Viel mehr ärgert mich die Chuzpe einiger "Fachleute" und Kollegen aber auch einiger Blogger, die handwerklich gemachte Weingutsweine zwischen 3 und 5 Euro, die durchaus Genuss bereiten können, in einen Top werfen mit der billigen (unter 3 Euro) Kellerei- und Vracware der Discounter. Das ist falsch, unfair und unredlich. Wenn dann noch das übliche Übersee-Bashing dazukommt von wg. Niedriglöhne, Ausbeutung, Kunstwein, Bewässerung etc. dann kocht mir die Galle. Das ist genau die Argumentation der französischen Weinguerilla, die Tankwagen anzündet udn Supermärkte verwüstet.
@Mario Scheuermann
Gut gebrüllt!
@Iris Rutz-Rudel
"Ich finde es vor allen Dingen schade, dass so viele Weinblogs sich so viel Zeit für diese Diskussion nehmen."
Wenn jemand "den Blogs" vorwirft, zu viel über diese Frage zu diskutieren, der selbst in fast jedem, mir zugänglichen Blog in der letzten Zeit genau zu dieser Frage wiederholt üppige und üppigste Beiträge abgeliefert hat, dann finde ich das schon etwas zu viel an Scheinheiligkeit.
Wenn die Frage diskutiert wird, dann deshalb, weil viele Leute sie interessant finden. Und basta!
Gruss aus Hamburg
Eckhard Supp
Lieber Herr Supp,
ein, versprochen "letzter" üppiger Beitrag meinerseits zu diesem Thema und vorweg ein Zitat zu der mir von Ihnen atestierten Scheinheiligkeit(Quelle: wikipädia, um es nicht zu elitär zu machen):
"Das Vertreten eines Anspruchs an das Verhalten Anderer, wenn man selbst diesem Anspruch nichgerecht wird. Dies wird häufig mit dem bildhaften Ausspruch illustriert: "Wasser predigen, aber selbst Wein trinken." Heuchelei in diesem Sinn wird auch als Scheinheiligkeit oder Doppelmoral bezeichnet; sie steht im Gegensatz zur persönlichen
Integrität, da ein Widerspruch zwischen geäußerten und gelebten Werten besteht: Entweder vertritt man dabei Werte, die man nicht für richtig hält, oder man lebt nicht nach Werten, die man für richtig hält, denn vertretene und
gelebte Werte stehen im Widerspruch."
Als Weinliebhaber und Winzer aus einem in den Beispielen der Diskussion durchaus vertretenen Anbaugebiet habe ich mir erlaubt, an dieser Diskussion teilzunehmen.

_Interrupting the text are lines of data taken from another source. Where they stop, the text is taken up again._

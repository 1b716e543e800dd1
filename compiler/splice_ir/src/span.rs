//! Byte ranges within a single source line.

use std::fmt;

/// Half-open byte range `start..end` relative to the start of a line.
#[derive(Copy, Clone, Eq, PartialEq, Hash, Default)]
pub struct Span {
    pub start: u32,
    pub end: u32,
}

impl Span {
    /// Create a new span.
    #[inline]
    pub const fn new(start: u32, end: u32) -> Self {
        Span { start, end }
    }

    /// Create a span from a `usize` range, saturating at `u32::MAX`.
    ///
    /// Lines longer than 4 GiB are not a realistic input, so saturation
    /// only guards against overflow.
    #[inline]
    pub fn from_range(range: std::ops::Range<usize>) -> Self {
        let clamp = |v: usize| u32::try_from(v).unwrap_or(u32::MAX);
        Span {
            start: clamp(range.start),
            end: clamp(range.end),
        }
    }

    /// Length of the span in bytes.
    #[inline]
    pub const fn len(&self) -> u32 {
        self.end - self.start
    }

    /// Check if span is empty.
    #[inline]
    pub const fn is_empty(&self) -> bool {
        self.start == self.end
    }

    /// Merge two spans to create one covering both.
    #[inline]
    #[must_use]
    pub fn merge(self, other: Span) -> Span {
        Span {
            start: self.start.min(other.start),
            end: self.end.max(other.end),
        }
    }
}

impl fmt::Debug for Span {
    fn fmt(&self, f: &mut fmt::Formatter<'_>) -> fmt::Result {
        write!(f, "{}..{}", self.start, self.end)
    }
}

impl fmt::Display for Span {
    fn fmt(&self, f: &mut fmt::Formatter<'_>) -> fmt::Result {
        write!(f, "{}..{}", self.start, self.end)
    }
}

#[cfg(test)]
mod tests {
    use super::*;

    #[test]
    fn test_span_merge() {
        let a = Span::new(2, 5);
        let b = Span::new(4, 9);
        assert_eq!(a.merge(b), Span::new(2, 9));
        assert_eq!(b.merge(a), Span::new(2, 9));
    }

    #[test]
    fn test_span_from_range() {
        let span = Span::from_range(3..7);
        assert_eq!(span.len(), 4);
        assert!(!span.is_empty());
        assert!(Span::new(3, 3).is_empty());
    }
}
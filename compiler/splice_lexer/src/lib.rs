//! Line lexer for C++ source lines.
//!
//! Tokenizing never fails: characters no rule matches are skipped. String
//! and character literals are exploded into start, content and end tokens
//! so that [`join_tokens`] reproduces their interior byte for byte.

mod literal;
mod program;
mod raw_token;

use logos::Logos;
use raw_token::RawToken;
use splice_ir::{Span, Token, TokenKind};

pub use program::Program;

/// Tokenize one line of source.
pub fn tokenize(line: &str) -> Vec<Token> {
    let mut tokens = Vec::new();
    let mut pos = 0;

    // Logos reports a failed match over everything it consumed; restart one
    // character later so only the offending character is dropped.
    'restart: while pos < line.len() {
        let mut lexer = RawToken::lexer(&line[pos..]);
        while let Some(result) = lexer.next() {
            let range = lexer.span();
            let start = pos + range.start;
            let end = pos + range.end;
            match result {
                Ok(raw) => push_raw(&mut tokens, raw, &line[start..end], start),
                Err(()) => {
                    let width = line[start..].chars().next().map_or(1, char::len_utf8);
                    tracing::trace!(offset = start, "skipping unmatched character");
                    pos = start + width;
                    continue 'restart;
                }
            }
        }
        break;
    }

    tokens
}

fn push_raw(tokens: &mut Vec<Token>, raw: RawToken, text: &str, start: usize) {
    let span = Span::from_range(start..start + text.len());
    let kind = match raw {
        RawToken::String => {
            explode_string(tokens, text, start);
            return;
        }
        RawToken::Char => {
            let end = start + text.len();
            tokens.push(Token::new(
                TokenKind::StartChar,
                "'",
                Span::from_range(start..start + 1),
            ));
            tokens.push(Token::new(
                TokenKind::InChar,
                &text[1..text.len() - 1],
                Span::from_range(start + 1..end - 1),
            ));
            tokens.push(Token::new(
                TokenKind::EndChar,
                "'",
                Span::from_range(end - 1..end),
            ));
            return;
        }
        RawToken::Identifier => match text {
            "and" => {
                tokens.push(Token::new(TokenKind::Operator, "&&", span));
                return;
            }
            "or" => {
                tokens.push(Token::new(TokenKind::Operator, "||", span));
                return;
            }
            _ => TokenKind::Identifier,
        },
        RawToken::Whitespace => TokenKind::Whitespace,
        RawToken::Operator => TokenKind::Operator,
        RawToken::LongLong => TokenKind::LongLong,
        RawToken::Hex => TokenKind::Hex,
        RawToken::Scientific => TokenKind::Scientific,
        RawToken::Number => TokenKind::Number,
        RawToken::OpenCurly => TokenKind::OpenCurly,
        RawToken::CloseCurly => TokenKind::CloseCurly,
        RawToken::OpenParen => TokenKind::OpenParen,
        RawToken::CloseParen => TokenKind::CloseParen,
        RawToken::OpenSquare => TokenKind::OpenSquare,
        RawToken::CloseSquare => TokenKind::CloseSquare,
        RawToken::Semicolon => TokenKind::Semicolon,
    };
    tokens.push(Token::new(kind, text, span));
}

fn explode_string(tokens: &mut Vec<Token>, text: &str, start: usize) {
    let end = start + text.len();
    tokens.push(Token::new(
        TokenKind::StartQuote,
        "\"",
        Span::from_range(start..start + 1),
    ));
    let contents = &text[1..text.len() - 1];
    for (segment, at) in literal::split_keep_space(contents) {
        let seg_start = start + 1 + at;
        tokens.push(Token::new(
            TokenKind::InQuote,
            segment,
            Span::from_range(seg_start..seg_start + segment.len()),
        ));
    }
    tokens.push(Token::new(
        TokenKind::EndQuote,
        "\"",
        Span::from_range(end - 1..end),
    ));
}

/// Drop whitespace tokens.
pub fn filter_space(tokens: &[Token]) -> Vec<Token> {
    tokens
        .iter()
        .filter(|t| t.kind != TokenKind::Whitespace)
        .cloned()
        .collect()
}

/// Join tokens with single spaces, except directly after a literal opener
/// or inside literal contents, and trim the result.
pub fn join_tokens(tokens: &[Token]) -> String {
    let mut out = String::new();
    for token in tokens {
        out.push_str(&token.text);
        if !matches!(
            token.kind,
            TokenKind::InQuote | TokenKind::InChar | TokenKind::StartQuote | TokenKind::StartChar
        ) {
            out.push(' ');
        }
    }
    out.trim().to_string()
}

/// Canonical spacing of a line: tokenize, drop whitespace, join.
///
/// Two lines that differ only in whitespace outside literals normalise to
/// the same text.
pub fn normalize_line(line: &str) -> String {
    join_tokens(&filter_space(&tokenize(line)))
}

Ich glaube, dass von mir dabei vertreten Werte durchaus mit den von mir sonst vertretenen und auch in meiner täglichen Praxis als Konsument und Winzer praktizierten in Einklang stehen.
Und wenn es mich, obwohl meine eigene Produktion nicht in dem diskutierten Preissegment und in den Vertriebskanälen vertreten ist, als Insider und Kollege von Tausenden von Winzern und Weinbauern meiner Region stark genug interessiert, mit welchen Argumenten hier von exponierten Kennern argumentiert wird, die an anderer Stelle gerne (und zu Recht)Qualitätsoptimierung und Ertragsreduzierung als Heilmittel für die hiesige Krisensituation predigen, um eine andere Sicht des Problems in den Mittelpunkt zu rücken, so sehe ich darin keine Doppelmoral.
Dass Ihnen in diesem Zusammenhang Hinweise auf Produktionsbedingungen wie Lohnkostenniveau und Produktionsmethoden überflüssig und unwichtig erscheinen, kann ich nur so stehen lassen, da ihre Schlussformel ja deutlich zeigt, dass für Sie das Thema erledigt ist.
Und meine Entschuldigung an den Autor dieses Blogs, für die üppige Inanspruchnahme von Kommentarraum:-).
Ohne dieses Thema noch weiter durchdiskutieren zu wollen, möchte ich hier nur sagen: "Das Foto finde ich klasse."